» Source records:
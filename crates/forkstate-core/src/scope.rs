//! Scope guards: the begin/end pair behind `fork` and `transaction`.

use std::fmt;

use forkstate_merge::MergeReport;
use forkstate_types::StateId;
use serde::{Deserialize, Serialize};
use serde_json::Value;
use tracing::debug;

use crate::error::ForkResult;
use crate::root::Root;
use crate::state::State;

/// How a scope treats its child state on normal exit.
#[derive(Clone, Copy, Debug, PartialEq, Eq, Hash, Serialize, Deserialize)]
#[serde(rename_all = "snake_case")]
pub enum ScopeKind {
    /// Discard the child.
    Fork,
    /// Merge the child into the state that was current before.
    Transaction,
}

/// An open scope on a [`Root`].
///
/// While the guard is alive its state is current (unless a scope nested
/// inside it is open). Ending the guard with [`end`](Self::end) applies
/// the normal-exit rule of its [`ScopeKind`]; [`abort`](Self::abort) and
/// dropping the guard discard the child whatever the kind.
///
/// Closing a scope closes every scope opened inside it first, discarding
/// their states, so the current state always follows strict LIFO order.
#[must_use = "dropping a scope discards everything written inside it"]
pub struct Scope<'r, V = Value> {
    root: &'r Root<V>,
    state: StateId,
    kind: ScopeKind,
    open: bool,
}

impl<'r, V> Scope<'r, V> {
    pub(crate) fn new(root: &'r Root<V>, state: StateId, kind: ScopeKind) -> Self {
        Self {
            root,
            state,
            kind,
            open: true,
        }
    }

    /// The id of the child state this scope made current.
    pub fn state_id(&self) -> StateId {
        self.state
    }

    pub fn kind(&self) -> ScopeKind {
        self.kind
    }

    /// Abnormal exit: discard the child state.
    pub fn abort(mut self) -> ForkResult<(), V> {
        self.open = false;
        self.root.close_scope(self.state)?;
        debug!(state = %self.state, kind = ?self.kind, "aborted scope");
        Ok(())
    }

    /// Close the scope without merging and hand back its state, for a
    /// later [`Root::merge_children`] or [`Scope::merge_children`] over
    /// several siblings.
    pub fn detach(mut self) -> ForkResult<State<V>, V> {
        self.open = false;
        self.root.close_scope(self.state)
    }
}

impl<'r, V: Clone + PartialEq> Scope<'r, V> {
    /// Normal exit. A fork discards its child and returns `None`; a
    /// transaction merges it into the previously current state and returns
    /// the merge report.
    pub fn end(mut self) -> ForkResult<Option<MergeReport<V>>, V> {
        self.open = false;
        match self.kind {
            ScopeKind::Fork => {
                self.root.close_scope(self.state)?;
                Ok(None)
            }
            ScopeKind::Transaction => self.root.close_and_merge(self.state).map(Some),
        }
    }

    /// Reconcile detached sibling states into this scope's state.
    pub fn merge_children(&self, children: &[State<V>], or_none: bool) -> ForkResult<MergeReport<V>, V> {
        self.root.merge_into(self.state, children, or_none)
    }
}

impl<'r, V> Drop for Scope<'r, V> {
    fn drop(&mut self) {
        if self.open && self.root.close_scope(self.state).is_err() {
            debug!(state = %self.state, "scope already closed by an enclosing scope");
        }
    }
}

impl<'r, V> fmt::Debug for Scope<'r, V> {
    fn fmt(&self, f: &mut fmt::Formatter<'_>) -> fmt::Result {
        f.debug_struct("Scope")
            .field("state", &self.state)
            .field("kind", &self.kind)
            .field("open", &self.open)
            .finish()
    }
}

#[cfg(test)]
mod tests {
    use std::panic::{catch_unwind, AssertUnwindSafe};

    use super::*;
    use crate::error::ForkError;
    use crate::test_support::init_tracing;
    use forkstate_types::{Owner, Position, Resolution};

    type TestResult = Result<(), ForkError<i32>>;

    #[test]
    fn fork_discards_on_normal_exit() {
        init_tracing();
        let root: Root<i32> = Root::new(None);
        let slot = root.slot(None, Some(1), None).unwrap();
        root.fork(None, |_| -> TestResult {
            slot.set(2)?;
            assert_eq!(slot.value()?, 2);
            Ok(())
        })
        .unwrap();
        assert_eq!(slot.value().unwrap(), 1);
        assert_eq!(root.depth().unwrap(), 0);
    }

    #[test]
    fn fork_discards_on_error() {
        let root: Root<i32> = Root::new(None);
        let slot = root.slot(None, Some(1), None).unwrap();
        let result = root.fork(None, |_| -> TestResult {
            slot.set(2)?;
            Err(ForkError::NoActiveScope)
        });
        assert!(result.is_err());
        assert_eq!(slot.value().unwrap(), 1);
    }

    #[test]
    fn fork_discards_on_panic() {
        let root: Root<i32> = Root::new(None);
        let slot = root.slot(None, Some(1), None).unwrap();
        let outcome = catch_unwind(AssertUnwindSafe(|| {
            root.fork(None, |_| -> TestResult {
                slot.set(2)?;
                panic!("search blew up");
            })
        }));
        assert!(outcome.is_err());
        assert_eq!(slot.value().unwrap(), 1);
        assert_eq!(root.depth().unwrap(), 0);
    }

    #[test]
    fn transaction_merges_uncontested_write() {
        let root: Root<i32> = Root::new(None);
        let slot = root.slot(None, None, None).unwrap();
        root.transaction(None, |_| -> TestResult {
            slot.set_value(7, Some(Position::from("tx")))?;
            Ok(())
        })
        .unwrap();
        assert_eq!(slot.value().unwrap(), 7);
        assert_eq!(slot.position().unwrap(), Some(Position::from("tx")));
    }

    #[test]
    fn transaction_leaves_untouched_slots_alone() {
        let root: Root<i32> = Root::new(None);
        let touched = root.slot(None, Some(1), None).unwrap();
        let untouched = root.slot(None, Some(2), None).unwrap();
        let scope = root.begin_transaction(None).unwrap();
        touched.set(10).unwrap();
        let report = scope.end().unwrap().unwrap();
        assert_eq!(report.len(), 1);
        assert_eq!(touched.value().unwrap(), 10);
        assert_eq!(untouched.value().unwrap(), 2);
    }

    #[test]
    fn transaction_discards_on_error() {
        let root: Root<i32> = Root::new(None);
        let slot = root.slot(None, Some(1), None).unwrap();
        let result: TestResult = root.transaction(None, |_| {
            slot.set(2)?;
            Err(ForkError::ScopeDepthExceeded { limit: 0 })
        });
        assert!(matches!(result, Err(ForkError::ScopeDepthExceeded { .. })));
        assert_eq!(slot.value().unwrap(), 1);
    }

    #[test]
    fn transaction_discards_on_panic() {
        let root: Root<i32> = Root::new(None);
        let slot = root.slot(None, None, None).unwrap();
        let outcome = catch_unwind(AssertUnwindSafe(|| {
            root.transaction(None, |_| -> TestResult {
                slot.set(3)?;
                panic!("abandon");
            })
        }));
        assert!(outcome.is_err());
        assert!(!slot.value_is_known());
    }

    #[test]
    fn transaction_carries_explicit_unknown() {
        let root: Root<i32> = Root::new(None);
        let slot = root.slot(None, Some(1), None).unwrap();
        root.transaction(None, |_| -> TestResult {
            slot.set_value_not_known(None)?;
            Ok(())
        })
        .unwrap();
        assert!(matches!(slot.value(), Err(ForkError::ValueNotKnown { .. })));
    }

    #[test]
    fn nested_fork_inside_transaction_is_independent() {
        let root: Root<&str> = Root::new(None);
        let slot = root.slot(None, None, None).unwrap();
        root.transaction(None, |r| -> Result<(), ForkError<&'static str>> {
            slot.set("x")?;
            r.fork(None, |_| -> Result<(), ForkError<&'static str>> {
                slot.set("y")?;
                assert_eq!(slot.value()?, "y");
                Ok(())
            })?;
            assert_eq!(slot.value()?, "x");
            Ok(())
        })
        .unwrap();
        assert_eq!(slot.value().unwrap(), "x");
    }

    #[test]
    fn nested_transactions_merge_outward() {
        let root: Root<i32> = Root::new(None);
        let slot = root.slot(None, None, None).unwrap();
        root.transaction(None, |r| -> TestResult {
            r.transaction(None, |_| -> TestResult {
                slot.set(5)?;
                Ok(())
            })?;
            assert_eq!(slot.value()?, 5);
            Ok(())
        })
        .unwrap();
        assert_eq!(slot.value().unwrap(), 5);
    }

    #[test]
    fn inner_transaction_is_lost_when_outer_fork_exits() {
        let root: Root<i32> = Root::new(None);
        let slot = root.slot(None, Some(0), None).unwrap();
        root.fork(None, |r| -> TestResult {
            r.transaction(None, |_| -> TestResult {
                slot.set(1)?;
                Ok(())
            })?;
            assert_eq!(slot.value()?, 1);
            Ok(())
        })
        .unwrap();
        assert_eq!(slot.value().unwrap(), 0);
    }

    #[test]
    fn guards_expose_state_and_owner() {
        let root: Root<i32> = Root::new(Some(Owner::from("top")));
        assert_eq!(root.current_owner().unwrap(), Some(Owner::from("top")));
        let scope = root.begin_fork(Some(Owner::from("branch"))).unwrap();
        assert_eq!(scope.kind(), ScopeKind::Fork);
        assert_eq!(root.current_state().unwrap(), scope.state_id());
        assert_eq!(root.current_owner().unwrap(), Some(Owner::from("branch")));
        assert_eq!(scope.end().unwrap(), None);
        assert_eq!(root.current_owner().unwrap(), Some(Owner::from("top")));
    }

    #[test]
    fn dropping_a_guard_discards() {
        let root: Root<i32> = Root::new(None);
        let slot = root.slot(None, Some(1), None).unwrap();
        {
            let _scope = root.begin_transaction(None).unwrap();
            slot.set(2).unwrap();
        }
        assert_eq!(slot.value().unwrap(), 1);
        assert_eq!(root.depth().unwrap(), 0);
    }

    #[test]
    fn closing_outer_guard_first_closes_inner() {
        let root: Root<i32> = Root::new(None);
        let slot = root.slot(None, Some(1), None).unwrap();
        let outer = root.begin_transaction(None).unwrap();
        slot.set(2).unwrap();
        let inner = root.begin_transaction(None).unwrap();
        slot.set(3).unwrap();

        let report = outer.end().unwrap().unwrap();
        assert_eq!(report.len(), 1);
        assert_eq!(slot.value().unwrap(), 2);
        assert_eq!(root.depth().unwrap(), 0);
        assert!(matches!(inner.end(), Err(ForkError::NoActiveScope)));
    }

    #[test]
    fn depth_limit_applies_to_scopes() {
        let root: Root<i32> = Root::with_config(crate::RootConfig::default().with_max_scope_depth(2), None);
        let a = root.begin_fork(None).unwrap();
        let b = root.begin_fork(None).unwrap();
        assert!(matches!(
            root.begin_fork(None),
            Err(ForkError::ScopeDepthExceeded { limit: 2 })
        ));
        b.abort().unwrap();
        let c = root.begin_fork(None).unwrap();
        c.abort().unwrap();
        a.abort().unwrap();
    }

    fn explore(root: &Root<&'static str>, slot: &crate::Slot<&'static str>, value: Option<&'static str>) -> State<&'static str> {
        let scope = root.begin_fork(None).unwrap();
        match value {
            Some(v) => slot.set(v).unwrap(),
            None => slot.set_value_not_known(None).unwrap(),
        }
        scope.detach().unwrap()
    }

    #[test]
    fn sibling_disagreement_is_ambiguous_in_supply_order() {
        let root: Root<&str> = Root::new(None);
        let slot = root.slot(None, None, None).unwrap();
        let a = explore(&root, &slot, Some("int"));
        let b = explore(&root, &slot, Some("str"));

        assert!(!slot.value_is_known());
        let report = root.merge_children(&[a, b], false).unwrap();
        assert!(!report.is_clean());

        let err = slot.value().unwrap_err();
        let conflict = err.conflict().unwrap();
        assert_eq!(conflict.possibilities(), &["int", "str"]);
        assert!(!slot.value_is_known());
    }

    #[test]
    fn later_write_supersedes_conflict() {
        let root: Root<&str> = Root::new(None);
        let slot = root.slot(None, None, None).unwrap();
        let a = explore(&root, &slot, Some("a"));
        let b = explore(&root, &slot, Some("b"));
        root.merge_children(&[a, b], false).unwrap();
        assert!(slot.resolve().unwrap().is_conflict());
        slot.set("c").unwrap();
        assert_eq!(slot.value().unwrap(), "c");
    }

    #[test]
    fn lenient_merge_ignores_not_known_sibling() {
        let root: Root<&str> = Root::new(None);
        let slot = root.slot(None, None, None).unwrap();
        let a = explore(&root, &slot, Some("int"));
        let b = explore(&root, &slot, None);
        root.merge_children(&[a, b], true).unwrap();
        assert_eq!(slot.value().unwrap(), "int");
    }

    #[test]
    fn strict_merge_flags_not_known_sibling() {
        let root: Root<&str> = Root::new(None);
        let slot = root.slot(None, None, None).unwrap();
        let a = explore(&root, &slot, Some("int"));
        let b = explore(&root, &slot, None);
        root.merge_children(&[a, b], false).unwrap();
        let err = slot.value().unwrap_err();
        let conflict = err.conflict().unwrap();
        assert_eq!(conflict.possibilities(), &["int"]);
        assert!(conflict.includes_unknown);
    }

    #[test]
    fn repeated_merges_are_deterministic() {
        let root: Root<&str> = Root::new(None);
        let x = root.slot(None, None, None).unwrap();
        let children = vec![
            explore(&root, &x, Some("p")),
            explore(&root, &x, Some("q")),
            explore(&root, &x, Some("p")),
        ];
        let first = root.merge_children(&children, false).unwrap();
        let first_read = x.resolve().unwrap();
        for _ in 0..5 {
            assert_eq!(root.merge_children(&children, false).unwrap(), first);
            assert_eq!(x.resolve().unwrap(), first_read);
        }
        match first_read {
            Resolution::Conflict(c) => assert_eq!(c.possibilities(), &["p", "q"]),
            other => panic!("expected conflict, got {other:?}"),
        }
    }

    #[test]
    fn scope_merge_targets_its_own_state() {
        let root: Root<&str> = Root::new(None);
        let slot = root.slot(None, Some("base"), None).unwrap();
        let outer = root.begin_fork(None).unwrap();
        let a = explore(&root, &slot, Some("v"));
        let b = explore(&root, &slot, Some("v"));
        let report = outer.merge_children(&[a, b], false).unwrap();
        assert!(report.is_clean());
        assert_eq!(slot.value().unwrap(), "v");
        outer.abort().unwrap();
        assert_eq!(slot.value().unwrap(), "base");
    }

    #[test]
    fn detached_state_records_lineage() {
        let root: Root<i32> = Root::new(None);
        let slot = root.slot(None, None, None).unwrap();
        let scope = root.begin_fork(Some(Owner::from("probe"))).unwrap();
        slot.set(1).unwrap();
        let state = scope.detach().unwrap();
        assert_eq!(state.root(), root.id());
        assert_eq!(state.parent(), Some(StateId::ROOT));
        assert_eq!(state.owner(), Some(&Owner::from("probe")));
        assert!(state.binding(slot.id()).is_some());
        assert!(!state.is_root());
        assert!(!slot.value_is_known());
    }

    #[test]
    fn merging_another_roots_state_is_rejected() {
        let first: Root<i32> = Root::new(None);
        let second: Root<i32> = Root::new(None);
        let stray = second.begin_fork(None).unwrap().detach().unwrap();
        let err = first.merge_children(&[stray], false).unwrap_err();
        assert!(matches!(err, ForkError::ForeignState { expected, found, .. } if expected == first.id() && found == second.id()));
    }
}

» Work instructions:
Every line above holding the string "impl" should be listed.

» Your response:
impl<'r, V> Scope<'r, V> {
impl<'r, V: Clone + PartialEq> Scope<'r, V> {
impl<'r, V> Drop for Scope<'r, V> {
impl<'r, V> fmt::Debug for Scope<'r, V> {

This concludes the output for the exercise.